I’m not going to be able to answer that question.  I have no answer.

I just know that for me, sometimes, I feel absolutely lost by this season. I feel like I have no rudder even while pursuing all my new normal things. It is like I am adrift. This underlines how much routine was valued and how much I relished time with people over a table at a local coffee shop. The action of driving between appointments, the appointments themselves, the connections built, the opportunity to offer and receive that dynamic of love that happens when two or more people share. It shows the value and perhaps the identity I found there.

It is not due to a lack of activity — there is so much to “do” that I feel like I’d love some free time. But my losses seem to stem from a lack of actual, physical hugs. This is me saying this, who am fairly stable. I suppose that’s debatable.

I guess the question it has raised in my heart if I am dealing with huge levels of emotion and stress, how is it impacting others? How are others coping or not coping with this season? Locally the helpline calls have increased regarding domestic violence. What kinds of supports are people needing around us who are just as isolated but bumping up against larger points of darkness?

For you out there — I just want to tell you — you are not alone.

Others feel it too. It is tough to encounter these times and not know how to find our way through them. That’s one thing we all have in common — we do not know the end, nor how long this “new normal” will continue.

So, if there was anything to say it would be this —

  • keep communicating with people by phone, text, email, and other means to express how you are doing.
  • Keep aware of “stories” you tell yourself inside which are not true. It is easier to identify when a story in our heads is untrue, by writing it down and looking at it.
  • Make sure there is rhythm in your day — like the rhythm we automatically keep with breathing — have ways you are breathing into your life what you need to sustain and support and encourage you, and, have ways to exhale, release from your life the beliefs, the attitudes, the feelings, the stresses which are unhelpful. 

For all of us, we need different things — so be aware of what you might need.

For me, I need variety, even while home. Last week on top of teaching that class, and being involved in many other online things, I finished reading a book, watched a movie, and worked on a 1500 piece puzzle we have up. Today, one of the things on my list is to “pick up the poop” from the backyard. Not a thrilling activity, but it does get me outside, and gets me breathing the air.  Besides, there is a good feeling knowing something got “done.” It is nice to take things off the list.

So, I decided to write this today because I needed to find a way to work through the emotions I was feeling and felt like the best way might be to write to you.
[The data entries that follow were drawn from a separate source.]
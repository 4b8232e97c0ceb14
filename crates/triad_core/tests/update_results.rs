use triad_core::{
    update, AppState, Backend, BackendOutcome, Effect, Msg, OperationId, OperationKind,
    SummaryReply, ValidationNotice,
};

fn reply(summary: &str, article_text: Option<&str>) -> SummaryReply {
    SummaryReply {
        summary: summary.to_string(),
        article_text: article_text.map(ToOwned::to_owned),
    }
}

fn submitted(url: &str) -> (AppState, OperationId) {
    let (state, _) = update(AppState::new(), Msg::UrlInputChanged(url.to_string()));
    let (state, effects) = update(state, Msg::SubmitClicked);
    let operation = effects
        .iter()
        .find_map(|effect| match effect {
            Effect::FanOut { operation, .. } => Some(*operation),
            _ => None,
        })
        .expect("fan-out effect");
    (state, operation)
}

fn arrive(
    state: AppState,
    operation: OperationId,
    kind: OperationKind,
    outcomes: Vec<BackendOutcome>,
) -> AppState {
    let (state, effects) = update(
        state,
        Msg::SummariesArrived {
            operation,
            kind,
            outcomes,
        },
    );
    assert!(effects.is_empty());
    state
}

#[test]
fn submit_populates_all_slots_and_shows_follow_up() {
    let (state, op) = submitted("https://example.com");
    let state = arrive(
        state,
        op,
        OperationKind::Submit,
        vec![
            BackendOutcome::success(Backend::Gemini, reply("g", Some("X"))),
            BackendOutcome::success(Backend::ChatGpt, reply("c", None)),
            BackendOutcome::success(Backend::Claude, reply("a", Some(""))),
        ],
    );

    assert_eq!(state.results().get(Backend::Gemini), "g");
    assert_eq!(state.results().get(Backend::ChatGpt), "c");
    assert_eq!(state.results().get(Backend::Claude), "a");
    assert_eq!(state.session_text(), "X");
    assert!(state.follow_up_visible());
    assert!(!state.is_loading());
}

#[test]
fn single_failure_is_isolated_to_its_slot() {
    let (state, op) = submitted("https://example.com");
    let state = arrive(
        state,
        op,
        OperationKind::Submit,
        vec![
            BackendOutcome::success(Backend::Gemini, reply("gemini says", None)),
            BackendOutcome::failure(Backend::ChatGpt, "http status 502"),
            BackendOutcome::success(Backend::Claude, reply("claude says", None)),
        ],
    );

    let texts: Vec<_> = state.results().iter().map(|(_, t)| t.to_string()).collect();
    assert_eq!(
        texts,
        vec![
            "gemini says".to_string(),
            "Error loading ChatGPT summary".to_string(),
            "claude says".to_string(),
        ]
    );
    let placeholders = texts.iter().filter(|t| t.starts_with("Error loading")).count();
    assert_eq!(placeholders, 1);
}

#[test]
fn follow_up_shown_even_when_every_backend_failed() {
    let (state, op) = submitted("https://example.com");
    let state = arrive(
        state,
        op,
        OperationKind::Submit,
        Backend::ALL
            .into_iter()
            .map(|b| BackendOutcome::failure(b, "network error"))
            .collect(),
    );

    assert!(state.follow_up_visible());
    assert_eq!(state.session_text(), "");
    assert_eq!(state.results().get(Backend::Claude), "Error loading Claude summary");
}

#[test]
fn session_text_uses_priority_when_later_backend_arrives_first() {
    let (state, op) = submitted("https://example.com");
    let state = arrive(
        state,
        op,
        OperationKind::Submit,
        vec![
            BackendOutcome::success(Backend::Claude, reply("a", Some("claude body"))),
            BackendOutcome::success(Backend::Gemini, reply("g", Some("gemini body"))),
            BackendOutcome::success(Backend::ChatGpt, reply("c", Some("chatgpt body"))),
        ],
    );
    assert_eq!(state.session_text(), "gemini body");
}

#[test]
fn refine_never_touches_session_text() {
    let (state, op) = submitted("https://example.com");
    let state = arrive(
        state,
        op,
        OperationKind::Submit,
        vec![BackendOutcome::success(Backend::Gemini, reply("g", Some("original")))],
    );

    let (state, _) = update(state, Msg::FollowUpInputChanged("Make it shorter".into()));
    let (state, effects) = update(state, Msg::RefineClicked);
    let refine_op = match &effects[..] {
        [Effect::FanOut {
            operation,
            kind: OperationKind::Refine,
            request,
        }] => {
            assert_eq!(request.text.as_deref(), Some("original"));
            assert_eq!(request.prompt.as_deref(), Some("Make it shorter"));
            *operation
        }
        other => panic!("unexpected effects: {other:?}"),
    };
    assert!(state.follow_up_visible());

    let state = arrive(
        state,
        refine_op,
        OperationKind::Refine,
        vec![
            BackendOutcome::success(Backend::Gemini, reply("short g", Some("rewritten"))),
            BackendOutcome::success(Backend::ChatGpt, reply("short c", Some("rewritten"))),
            BackendOutcome::failure(Backend::Claude, "timeout"),
        ],
    );

    assert_eq!(state.session_text(), "original");
    assert_eq!(state.results().get(Backend::Gemini), "short g");
    assert_eq!(state.results().get(Backend::Claude), "Error refining Claude summary");
}

#[test]
fn new_submit_overwrites_session_text() {
    let (state, op) = submitted("https://first.example.com");
    let state = arrive(
        state,
        op,
        OperationKind::Submit,
        vec![BackendOutcome::success(Backend::ChatGpt, reply("c", Some("first")))],
    );
    assert_eq!(state.session_text(), "first");

    let (state, _) = update(state, Msg::UrlInputChanged("https://second.example.com".into()));
    let (state, effects) = update(state, Msg::SubmitClicked);
    assert!(!state.follow_up_visible());
    let op = match &effects[..] {
        [Effect::FanOut { operation, .. }] => *operation,
        other => panic!("unexpected effects: {other:?}"),
    };
    let state = arrive(
        state,
        op,
        OperationKind::Submit,
        vec![BackendOutcome::success(Backend::Claude, reply("a", Some("second")))],
    );
    assert_eq!(state.session_text(), "second");
}

#[test]
fn missing_outcome_gets_placeholder() {
    let (state, op) = submitted("https://example.com");
    let state = arrive(
        state,
        op,
        OperationKind::Submit,
        vec![BackendOutcome::success(Backend::Gemini, reply("g", None))],
    );
    assert_eq!(state.results().get(Backend::ChatGpt), "Error loading ChatGPT summary");
}

#[test]
fn total_failure_replaces_every_slot() {
    let (state, op) = submitted("https://example.com");
    let (state, _) = update(
        state,
        Msg::FanOutFailed {
            operation: op,
            kind: OperationKind::Submit,
            message: "payload could not be encoded".into(),
        },
    );

    for (_, text) in state.results().iter() {
        assert_eq!(text, "An error occurred: payload could not be encoded");
    }
    assert!(!state.is_loading());
    assert!(!state.follow_up_visible());
}

#[test]
fn stale_submit_still_lands_after_newer_one() {
    let (state, first) = submitted("https://first.example.com");
    let (state, _) = update(state, Msg::UrlInputChanged("https://second.example.com".into()));
    let (state, effects) = update(state, Msg::SubmitClicked);
    let second = match &effects[..] {
        [Effect::FanOut { operation, .. }] => *operation,
        other => panic!("unexpected effects: {other:?}"),
    };
    assert!(state.is_loading());

    let state = arrive(
        state,
        second,
        OperationKind::Submit,
        vec![BackendOutcome::success(Backend::Gemini, reply("new", Some("new body")))],
    );
    assert!(state.is_loading(), "older operation still in flight");

    let state = arrive(
        state,
        first,
        OperationKind::Submit,
        vec![BackendOutcome::success(Backend::Gemini, reply("old", Some("old body")))],
    );
    assert_eq!(state.results().get(Backend::Gemini), "old");
    assert_eq!(state.session_text(), "old body");
    assert!(!state.is_loading());
}

#[test]
fn panels_expose_formatted_html() {
    let (state, op) = submitted("https://example.com");
    let state = arrive(
        state,
        op,
        OperationKind::Submit,
        vec![BackendOutcome::success(Backend::Gemini, reply("**Key** ## point", None))],
    );
    let view = state.view();
    let panel = view.panel(Backend::Gemini).expect("gemini panel");
    assert_eq!(panel.text, "**Key** ## point");
    assert_eq!(panel.html, "<b>Key</b>  point");
}

#[test]
fn empty_resubmit_keeps_previous_results() {
    let (state, op) = submitted("https://example.com");
    let state = arrive(
        state,
        op,
        OperationKind::Submit,
        vec![
            BackendOutcome::success(Backend::Gemini, reply("x", Some("Article"))),
            BackendOutcome::success(Backend::ChatGpt, reply("x", None)),
            BackendOutcome::success(Backend::Claude, reply("x", None)),
        ],
    );
    let before = state.results().clone();

    let (state, _) = update(state, Msg::UrlInputChanged(String::new()));
    let (state, effects) = update(state, Msg::SubmitClicked);

    assert_eq!(effects, vec![Effect::ShowNotice(ValidationNotice::MissingUrl)]);
    assert_eq!(state.results(), &before);
    assert!(state.results().iter().all(|(_, text)| text == "x"));
    assert!(state.follow_up_visible());
    assert!(!state.is_loading());
    assert_eq!(state.session_text(), "Article");

    // The rejected click did not consume an operation id.
    let (state, _) = update(state, Msg::UrlInputChanged("https://example.com/b".into()));
    let (_state, effects) = update(state, Msg::SubmitClicked);
    assert!(matches!(
        effects.as_slice(),
        [Effect::FanOut { operation, .. }] if *operation == op + 1
    ));
}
So, I am putting this out there, just to acknowledge this; I’m with you. This is tough. We can only get through this together.

 

2 Comments Add yours

  1. Joshua Heussner says:

    What would God have us learn. I already went through this last summer when I died – God told me to let go of everything. I thought I did, but then I kept living and I discovered that I had in fact not let go of ‘everything’. It was a painful, painful process. But you know, life goes on. God is still here, always. I might have lost a little bit of my mind as well – but that just makes gripping onto God all the more essential! No matter what happens, no matter what we each go through; God is the constant that does not move, does not shift, does not change. The world could collapse, a loved one(s) might die, life as we know it could end – but His base is the foundation for our lives, even as everything else dissolves away. When there is nothing else, He remains.

    Of course, God teaches us all different things, even as we experience similar things – so your’s and everyone’s experience may be different from my own. Rest assured though, you will know it when you get to the other side!

    Like

    1. Camino Way 2016 Shimer says:

      So true! And we are always on the learning path. And this is a strange season. Thanks for commenting!